Col. Goita who has been president of the transitional government since seizing power in a coup two years ago, signed the law on Friday which will create a single election management body to replace a disputed three-party system.
The new law would also allow Goita and other military members of the transitional government eligible to run for elective positions in the next presidential election.
The law is seen as a step in the right direction after the West Africa regional bloc, the Economic Community of West Africa States (ECOWAS), imposed stiff sanctions on Mali earlier this year after the military rulers refused to organise elections in February as planned.
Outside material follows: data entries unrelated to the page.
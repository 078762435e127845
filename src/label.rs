//! Transition labels of the exploration graph

use rumpsteak_extraction_choreography::Interaction;
use serde::{Deserialize, Serialize};
use std::collections::{BTreeMap, BTreeSet};
use std::fmt::{self, Display, Formatter};

/// What happened in one step of a network
#[derive(Debug, Clone, PartialEq, Eq, Hash, Serialize, Deserialize)]
pub enum LabelKind {
    /// A value sent from `sender` to `receiver`
    Communication {
        sender: String,
        receiver: String,
        expression: String,
    },
    /// A branch label chosen by `sender` for `receiver`
    Selection {
        sender: String,
        receiver: String,
        label: String,
    },
    /// The then-side of a local decision
    Then { process: String, condition: String },
    /// The else-side of a local decision
    Else { process: String, condition: String },
    /// Several interactions performed as one step
    Multicom(Vec<Interaction>),
    /// `introducer` makes `left` and `right` acquainted
    Introduction {
        introducer: String,
        left: String,
        right: String,
    },
    /// `parent` starts the new process `child`
    Spawn { parent: String, child: String },
}

impl LabelKind {
    /// Processes that take part in the step.
    pub fn actors(&self) -> BTreeSet<String> {
        let mut actors = BTreeSet::new();
        match self {
            LabelKind::Communication {
                sender, receiver, ..
            }
            | LabelKind::Selection {
                sender, receiver, ..
            } => {
                actors.insert(sender.clone());
                actors.insert(receiver.clone());
            }
            LabelKind::Then { process, .. } | LabelKind::Else { process, .. } => {
                actors.insert(process.clone());
            }
            LabelKind::Multicom(interactions) => {
                for interaction in interactions {
                    actors.extend(interaction.processes().into_iter().map(str::to_owned));
                }
            }
            LabelKind::Introduction {
                introducer,
                left,
                right,
            } => {
                actors.extend([introducer.clone(), left.clone(), right.clone()]);
            }
            LabelKind::Spawn { parent, child } => {
                actors.insert(parent.clone());
                actors.insert(child.clone());
            }
        }
        actors
    }

    /// The label as a single choreography interaction, if it is one.
    pub fn as_interaction(&self) -> Option<Interaction> {
        match self {
            LabelKind::Communication {
                sender,
                receiver,
                expression,
            } => Some(Interaction::communication(sender, receiver, expression)),
            LabelKind::Selection {
                sender,
                receiver,
                label,
            } => Some(Interaction::selection(sender, receiver, label)),
            LabelKind::Introduction {
                introducer,
                left,
                right,
            } => Some(Interaction::introduction(introducer, left, right)),
            _ => None,
        }
    }
}

impl From<Interaction> for LabelKind {
    fn from(interaction: Interaction) -> Self {
        match interaction {
            Interaction::Communication {
                sender,
                receiver,
                expression,
            } => LabelKind::Communication {
                sender,
                receiver,
                expression,
            },
            Interaction::Selection {
                sender,
                receiver,
                label,
            } => LabelKind::Selection {
                sender,
                receiver,
                label,
            },
            Interaction::Introduction {
                introducer,
                left,
                right,
            } => LabelKind::Introduction {
                introducer,
                left,
                right,
            },
        }
    }
}

impl Display for LabelKind {
    fn fmt(&self, f: &mut Formatter<'_>) -> fmt::Result {
        if let Some(interaction) = self.as_interaction() {
            return write!(f, "{}", interaction);
        }
        match self {
            LabelKind::Then { process, condition } => write!(f, "if {}.{} then", process, condition),
            LabelKind::Else { process, condition } => write!(f, "if {}.{} else", process, condition),
            LabelKind::Multicom(interactions) => {
                write!(f, "(")?;
                for (i, interaction) in interactions.iter().enumerate() {
                    if i > 0 {
                        write!(f, ", ")?;
                    }
                    write!(f, "{}", interaction)?;
                }
                write!(f, ")")
            }
            LabelKind::Spawn { parent, child } => write!(f, "{} spawns {}", parent, child),
            _ => Ok(()),
        }
    }
}

/// An edge of the exploration graph
///
/// `closes_loop` is set when every process has acted since the last loop
/// closure on the path leading to this edge. An edge into an existing
/// configuration carries the `renaming` under which the configuration was
/// matched: current process names to the names they have at the target.
#[derive(Debug, Clone, PartialEq, Eq, Hash, Serialize, Deserialize)]
pub struct Label {
    /// The step taken
    pub kind: LabelKind,
    /// Whether the step completes a round in which every process acted
    pub closes_loop: bool,
    /// Process names at the source mapped to their names at the target
    #[serde(default, skip_serializing_if = "BTreeMap::is_empty")]
    pub renaming: BTreeMap<String, String>,
}

impl Label {
    /// A step that does not close a loop.
    pub fn new(kind: LabelKind) -> Self {
        Label::closing(kind, false)
    }

    /// A step that closes a loop if `closes_loop` is set.
    pub fn closing(kind: LabelKind, closes_loop: bool) -> Self {
        Label {
            kind,
            closes_loop,
            renaming: BTreeMap::new(),
        }
    }

    /// This label with the renaming of the configuration it leads to.
    pub fn with_renaming(mut self, renaming: BTreeMap<String, String>) -> Self {
        self.renaming = renaming;
        self
    }
}

impl Display for Label {
    fn fmt(&self, f: &mut Formatter<'_>) -> fmt::Result {
        write!(f, "{}", self.kind)?;
        if !self.renaming.is_empty() {
            let pairs: Vec<String> = self
                .renaming
                .iter()
                .map(|(from, to)| format!("{} as {}", from, to))
                .collect();
            write!(f, " [{}]", pairs.join(", "))?;
        }
        if self.closes_loop {
            write!(f, " (closes loop)")?;
        }
        Ok(())
    }
}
Mali and the 15-member ECOWAS have also been at logger heads over the coup leaders’ proposed five year timeline to elections, before proposing a two-year timeline, which ECOWAS deemed was too long.
The interim military government had, onJune 6, issued a decree fixing the two-year timetable, to be counted from March 2022, while negotiations with ECOWAS were still ongoing.
The law which gives room for Col. Goita to contest in the Mali election sounds like a deja vu situation too familiar with military coup leaders on the African continent, many of whom, over the years, transformed into civilian leaders, comfortably shedding their khaki uniforms for a civilian garb depending on the country’s national and traditional wear.
Goita does not lack inspiration as several examples abound from the length and breadth of Africa where the leaders ride into power on the barrels of guns but end up transforming into civilian presidents.
Africa will not forget the likes of Muamar Gaddafi in Libya, Thomas Sankara in Burkina Faso, Idi Amin Dada and Yoweri Museveni in
Uganda, Paul Kagame in Rwanda,
Hosni Mubarak and Mohamed Hussein Tantawi in Egypt, Teodoro Obiang Nguema Mbasogo in Equatorial Guinea, Yahya Jammeh in The Gambia.
Others in the distinguished list include Jerry Rawlings in Ghana, Omar al-Bashir in Sudan, Gnassingbé Eyadéma in Togo, Mobutu Sese Seko in Zaire, and a host of other African leaders who went from military head of states to civilian presidents.